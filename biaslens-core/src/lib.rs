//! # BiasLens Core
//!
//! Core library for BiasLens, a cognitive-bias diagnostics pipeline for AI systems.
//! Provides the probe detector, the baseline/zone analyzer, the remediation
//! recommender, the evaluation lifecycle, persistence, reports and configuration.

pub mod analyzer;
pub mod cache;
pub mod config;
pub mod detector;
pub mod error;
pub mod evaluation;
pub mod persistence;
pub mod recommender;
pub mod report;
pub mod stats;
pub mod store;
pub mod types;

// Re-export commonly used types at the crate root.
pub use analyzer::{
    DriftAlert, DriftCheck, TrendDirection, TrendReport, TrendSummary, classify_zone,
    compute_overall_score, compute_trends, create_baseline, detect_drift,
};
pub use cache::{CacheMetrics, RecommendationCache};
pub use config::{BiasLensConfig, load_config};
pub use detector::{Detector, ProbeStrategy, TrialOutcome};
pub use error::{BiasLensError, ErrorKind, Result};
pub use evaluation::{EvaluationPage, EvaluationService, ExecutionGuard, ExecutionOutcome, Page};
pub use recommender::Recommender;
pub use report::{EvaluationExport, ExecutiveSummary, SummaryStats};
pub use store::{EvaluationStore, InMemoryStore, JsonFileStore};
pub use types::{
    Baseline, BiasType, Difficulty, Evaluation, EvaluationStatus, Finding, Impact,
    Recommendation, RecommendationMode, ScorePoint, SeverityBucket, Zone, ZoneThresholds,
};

|---|

§ **YOUR INSTRUCTIONS**
Please report every line in the entries above that holds the string "persistence".

§ **RESULT OF THIS TASK**
//! recommender, the evaluation lifecycle, persistence, reports and configuration.
pub mod persistence;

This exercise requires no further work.